These incremental steps mark my transition toward utilizing AI to support one of my primary professional interests: producing informative blog and social media posts aimed at professionals such as school psychologists and special education teachers working with students who often are marginalized in educational contexts. The goal is to help bridge the gap between theory, technology, research, and practical application.

 

Feedback is encouraged and may be directed to iqmcgrew@gmail.com or via the social media platform (LinkedIn, Twitter/X, BlueSky) comment feature where this blog post was discovered. I’m hoping to add AI Briefs as a regular feature of IQs Corner Blog and associated social media platforms.

 

 

AI Brief: The trilogy-of-the-mind individual difference construct (cognitive, conative, affective) “band is getting back together” as CAMML

 

Dr. Kevin McGrew with assist from Google NotebookLM

 

The Cognitive-Affective-Motivation Model of Learning (CAMML; McGrew, 2002)[1] is a proposed theoretical framework designed to integrate contemporary motivational, affective, and cognitive constructs into a unified model for the practice of school psychology. The central thesis of the framework is that school psychologists must move beyond a narrow focus on intelligence (general intelligence or psychometric g in particular) to embrace an updated "trilogy-of-the-mind" model, which views intellectual functioning as the inseparable interaction of cognition, conation (motivation/volition), and affect.


Theoretical Foundations and the Rebirth of Conation

 

The CAMML framework is heavily rooted in the seminal work of Richard Snow, specifically his research on aptitude trait complexes. McGrew argues that the field of school psychology has historically neglected Snow’s broader definition of aptitude—which includes personality and motivational differences alongside cognitive abilities—and instead, has favored a restricted view of aptitude as synonymous with IQ or psychometric g.

 

CAMML seeks to resurrect conation (the proactive part of motivation connecting cognition and affect to behavior) as a core pillar of intellectual functioning. By "standing on the shoulders of giants" like Snow, Spearman, and Wechsler, the model asserts that cognitive processes cannot be understood in isolation from the "nonintellectual" (conative) factors that drive and direct them.
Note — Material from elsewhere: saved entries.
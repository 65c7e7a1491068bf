//! Reading one HTTP/1.1 request off a connection.
//!
//! Parsing is by hand and single-pass: a request line of exactly
//! method, target and an `HTTP/` version, headers up to a blank line,
//! then a `Content-Length` body if one is declared. The
//! request line and headers together are bounded by
//! [`Limits::max_header_bytes`].

use std::fmt;
use std::io;

use tokio::io::{AsyncBufRead, AsyncBufReadExt, AsyncReadExt};

use crate::query::{Query, percent_decode};

/// Errors that can occur while reading a request.
#[derive(Debug, thiserror::Error)]
pub enum HttpError {
    /// The connection failed or closed mid-request.
    #[error("connection error: {0}")]
    Io(#[from] io::Error),

    /// The request is not valid HTTP.
    #[error("{0}")]
    BadRequest(&'static str),
}

/// Request method.
#[derive(Debug, Clone, PartialEq, Eq)]
pub enum Method {
    /// `GET`
    Get,
    /// `HEAD`
    Head,
    /// `POST`
    Post,
    /// `OPTIONS`
    Options,
    /// Anything else, upper-cased.
    Other(String),
}

impl Method {
    /// Parse a method token, ignoring ASCII case.
    pub fn parse(token: &str) -> Self {
        match token.to_ascii_uppercase().as_str() {
            "GET" => Self::Get,
            "HEAD" => Self::Head,
            "POST" => Self::Post,
            "OPTIONS" => Self::Options,
            other => Self::Other(other.to_owned()),
        }
    }

    /// Whether this is `GET` or `HEAD`.
    pub const fn is_read(&self) -> bool {
        matches!(self, Self::Get | Self::Head)
    }
}

impl fmt::Display for Method {
    fn fmt(&self, f: &mut fmt::Formatter<'_>) -> fmt::Result {
        match self {
            Self::Get => f.write_str("GET"),
            Self::Head => f.write_str("HEAD"),
            Self::Post => f.write_str("POST"),
            Self::Options => f.write_str("OPTIONS"),
            Self::Other(token) => f.write_str(token),
        }
    }
}

/// Size limits applied while reading a request.
#[derive(Debug, Clone, Copy, PartialEq, Eq)]
pub struct Limits {
    /// Request line plus headers, in bytes.
    pub max_header_bytes: usize,
    /// Declared body length, in bytes.
    pub max_body_bytes: usize,
}

impl Default for Limits {
    fn default() -> Self {
        Self {
            max_header_bytes: 16_384,
            max_body_bytes: 65_536,
        }
    }
}

/// One parsed request.
#[derive(Debug, Clone, PartialEq, Eq)]
pub struct Request {
    /// Method.
    pub method: Method,
    /// Raw request target as sent.
    pub target: String,
    /// Percent-decoded path, without the query.
    pub path: String,
    /// Parsed query string.
    pub query: Query,
    /// Protocol version token.
    pub version: String,
    /// Headers in arrival order.
    pub headers: Vec<(String, String)>,
    /// Body bytes.
    pub body: Vec<u8>,
}

impl Request {
    /// First value of header `name`, ignoring ASCII case.
    pub fn header(&self, name: &str) -> Option<&str> {
        self.headers
            .iter()
            .find(|(k, _)| k.eq_ignore_ascii_case(name))
            .map(|(_, v)| v.as_str())
    }
}

fn too_large(line: &str, remaining: u64) -> bool {
    remaining == 0 && !line.ends_with('\n')
}

fn io_to_http(e: io::Error) -> HttpError {
    if e.kind() == io::ErrorKind::InvalidData {
        HttpError::BadRequest("Request is not valid UTF-8")
    } else {
        HttpError::Io(e)
    }
}

/// Read one request from `reader`.
///
/// Returns `Ok(None)` when the peer sends nothing or a blank request
/// line; such connections are closed without a response.
///
/// # Errors
///
/// - [`HttpError::BadRequest`] for a malformed request line or header,
///   oversized headers or body, or a bad `Content-Length`
/// - [`HttpError::Io`] if the connection fails
pub async fn read_request<R>(reader: &mut R, limits: Limits) -> Result<Option<Request>, HttpError>
where
    R: AsyncBufRead + Unpin,
{
    let budget = u64::try_from(limits.max_header_bytes).unwrap_or(u64::MAX);
    let mut head = (&mut *reader).take(budget);
    let mut line = String::new();

    head.read_line(&mut line).await.map_err(io_to_http)?;
    if too_large(&line, head.limit()) {
        return Err(HttpError::BadRequest("Request header too large"));
    }
    let request_line = line.trim();
    if request_line.is_empty() {
        return Ok(None);
    }
    let mut parts = request_line.split_whitespace();
    let (Some(method), Some(target), Some(version), None) =
        (parts.next(), parts.next(), parts.next(), parts.next())
    else {
        return Err(HttpError::BadRequest("Invalid request line"));
    };
    if !version.starts_with("HTTP/") {
        return Err(HttpError::BadRequest("Invalid request line"));
    }
    let method = Method::parse(method);
    let target = target.to_owned();
    let version = version.to_owned();

    let mut headers = Vec::new();
    loop {
        line.clear();
        let read = head.read_line(&mut line).await.map_err(io_to_http)?;
        if too_large(&line, head.limit()) {
            return Err(HttpError::BadRequest("Request header too large"));
        }
        let trimmed = line.trim_end_matches(['\r', '\n']);
        if read == 0 || trimmed.is_empty() {
            break;
        }
        let Some((name, value)) = trimmed.split_once(':') else {
            return Err(HttpError::BadRequest("Malformed header line"));
        };
        headers.push((name.trim().to_owned(), value.trim().to_owned()));
    }

    let length = match headers
        .iter()
        .find(|(k, _)| k.eq_ignore_ascii_case("content-length"))
    {
        Some((_, value)) => value
            .parse::<usize>()
            .map_err(|_invalid| HttpError::BadRequest("Invalid Content-Length"))?,
        None => 0,
    };
    if length > limits.max_body_bytes {
        return Err(HttpError::BadRequest("Request body too large"));
    }
    let mut body = vec![0_u8; length];
    reader.read_exact(&mut body).await?;

    let (raw_path, raw_query) = target.split_once('?').unwrap_or((target.as_str(), ""));
    let path = percent_decode(raw_path);
    let query = Query::parse(raw_query);
    Ok(Some(Request {
        method,
        target,
        path,
        query,
        version,
        headers,
        body,
    }))
}

#[cfg(test)]
mod tests {
    #![allow(clippy::unwrap_used)]

    use super::*;

    async fn parse(raw: &str) -> Result<Option<Request>, HttpError> {
        let mut bytes = raw.as_bytes();
        read_request(&mut bytes, Limits::default()).await
    }

    #[tokio::test]
    async fn parses_request_line_headers_and_query() {
        let request = parse("get /api/player/spawn-item?preset=Hot%20Dog HTTP/1.1\r\nHost: x\r\nX-Thing:  a:b \r\n\r\n")
            .await
            .unwrap()
            .unwrap();
        assert_eq!(request.method, Method::Get);
        assert_eq!(request.path, "/api/player/spawn-item");
        assert_eq!(request.query.get("preset"), Some("Hot Dog"));
        assert_eq!(request.version, "HTTP/1.1");
        assert_eq!(request.header("host"), Some("x"));
        assert_eq!(request.header("x-thing"), Some("a:b"));
    }

    #[tokio::test]
    async fn path_is_percent_decoded() {
        let request = parse("GET /%2e%2e/secret HTTP/1.1\r\n\r\n").await.unwrap().unwrap();
        assert_eq!(request.path, "/../secret");
        assert_eq!(request.target, "/%2e%2e/secret");
    }

    #[tokio::test]
    async fn blank_request_is_none() {
        assert!(parse("").await.unwrap().is_none());
        assert!(parse("\r\n").await.unwrap().is_none());
    }

    #[tokio::test]
    async fn short_request_line_is_rejected() {
        let err = parse("GET /\r\n\r\n").await.unwrap_err();
        assert_eq!(err.to_string(), "Invalid request line");
    }

    #[tokio::test]
    async fn version_must_be_http_and_last() {
        for line in ["GET / banana", "GET / HTTP/1.1 extra", "GET / http"] {
            let err = parse(&format!("{line}\r\n\r\n")).await.unwrap_err();
            assert!(
                matches!(err, HttpError::BadRequest("Invalid request line")),
                "{line}"
            );
        }
        assert!(parse("GET / HTTP/1.0\r\n\r\n").await.unwrap().is_some());
    }

    #[tokio::test]
    async fn budget_ending_on_line_boundary_is_too_large() {
        // Request line (16 bytes) and one header (9 bytes) use the whole budget.
        let raw = "GET / HTTP/1.1\r\nHost: x\r\nX-More: y\r\n\r\n";
        let limits = Limits {
            max_header_bytes: 25,
            ..Limits::default()
        };
        let mut bytes = raw.as_bytes();
        let err = read_request(&mut bytes, limits).await.unwrap_err();
        assert!(matches!(err, HttpError::BadRequest("Request header too large")));
    }

    #[tokio::test]
    async fn header_without_colon_is_rejected() {
        let err = parse("GET / HTTP/1.1\r\nnonsense\r\n\r\n").await.unwrap_err();
        assert!(matches!(err, HttpError::BadRequest("Malformed header line")));
    }

    #[tokio::test]
    async fn body_is_read_by_length() {
        let request = parse("POST /api/x HTTP/1.1\r\nContent-Length: 4\r\n\r\nabcdEXTRA")
            .await
            .unwrap()
            .unwrap();
        assert_eq!(request.body, b"abcd");
    }

    #[tokio::test]
    async fn oversized_headers_are_rejected() {
        let raw = format!("GET / HTTP/1.1\r\nX-Big: {}\r\n\r\n", "a".repeat(20_000));
        let err = parse(&raw).await.unwrap_err();
        assert!(matches!(err, HttpError::BadRequest("Request header too large")));
    }

    #[tokio::test]
    async fn oversized_body_is_rejected() {
        let err = parse("POST / HTTP/1.1\r\nContent-Length: 999999\r\n\r\n")
            .await
            .unwrap_err();
        assert!(matches!(err, HttpError::BadRequest("Request body too large")));
    }

    #[test]
    fn method_parsing() {
        assert_eq!(Method::parse("options"), Method::Options);
        assert_eq!(Method::parse("PUT"), Method::Other(String::from("PUT")));
        assert!(Method::Head.is_read());
        assert!(!Method::Post.is_read());
    }
}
For example, David Wechsler defined intelligence as "the aggregate or global capacity of the individual to act purposefully, to think rationally, and to deal effectively with his environment." While this is the core of Wechsler’s definition, he also strongly emphasized this capacity is influenced by non-intellective (conative) variables such as drive, persistence, interest, emotional states, and personality traits.

 

Structural Components of the CAMML Framework

 

The model organizes individual differences characteristics into three functional categories, which could be called the 3-D model.

 

      Affective “Dispositions”: These are distal-to-learning traits, primarily represented by the Big 5 personality traits (specifically Openness and Conscientiousness) and their associated social-emotional facets (e.g, curiosity, creativity, persistence, focus, determination). These personality traits act as dispositions that indirectly influence learning through more proximal mechanisms.

 

      Motivational "Drivers": Motivation is conceptualized as the initiation of behavior, formed by achievement orientations (e.g., goals, interests) and self-beliefs (e.g., self-efficacy, self-concept). These constructs are typically domain-specific (e.g., math) and work in synergistic "complexes" to energize a student's readiness to act.[2]

 

      Volitional "Directors": Volition, or self-regulated learning (SRL), represents the post-decisional phase of action. These are the mechanisms that direct, control, and regulate behavior toward goals once a commitment to learn has been made.

 

A more detailed list of the 3-D CAMML domain constructs and definitions is available here. See figure below for a visual representation of the major affective and conative MACM constructs (click on image to enlarge for easy viewing and reading).



 

The "Crossing the Rubicon" Investment Model

 

The functional heart of CAMML is the "Crossing the Rubicon" model, which illustrates the pathway from initial desire to engaged motivated learning. In this model:

 

  1. Pre-decisional Phase: Achievement orientations and self-beliefs drive or prepare the learner to start a wish—>want—> intention sequence, that eventually eventuates in motivated action.
  1. Commitment: When the learner "crosses the Rubicon," they are making a firm commitment to motivated action through cognitive engagement.
  1. Action Phase: Volitional (SRL) strategies steer the cyclical process via action results feedback while the learner invests cognitive abilities (such as those defined by CHC theory) to acquire knowledge.
  1. Outcomes: This personal investment of fluid cognitive processes (Cattell's general gf that subsumes broad Gf, Gv, Ga, Gwm, Gl, Gr, and Gs abilities) during learning results in the development of crystallized knowledge systems (Cattell’s general gc that subsumes broad Gc, Grw, Gq, and Gkn abilities).

 

See figure below for visual representation of “the CAMML crossing the Rubicon model of motivated learning” (click on image to enlarge for easy viewing and reading).




 

Implications for School Psychology Practice

 

CAMML advocates for a paradigm shift in assessment and intervention. It suggests that school psychologists should transition from routine, comprehensive cognitive testing toward more time-efficient selective, referral-focused cognitive assessments combined with the assessment of key conative (non-cognitive) characteristics that contribute to learning aptitude complexes. This approach prioritizes identifying manipulable instructional levers, such as a student's motivational orientation (e.g., intrinsic motivation, interests, goal orientation), self-beliefs (e.g., locus of control, self-efficacy, growth or competence mindset), rather than relying exclusively on cognitive ability scores (especially full-scale IQ or g) that have proven hard to modify.

 

The framework provides a "whole-child" perspective to better address the nuances of individual differences, particularly as students move from the traditional “industrial” model of education (i.e., regularly scheduled, structured, in-class teacher-directed learning) to more of an “information-age” paradigm of education—a paradigm that requires a fuller expression of independent motivated self-regulated learning (SRL).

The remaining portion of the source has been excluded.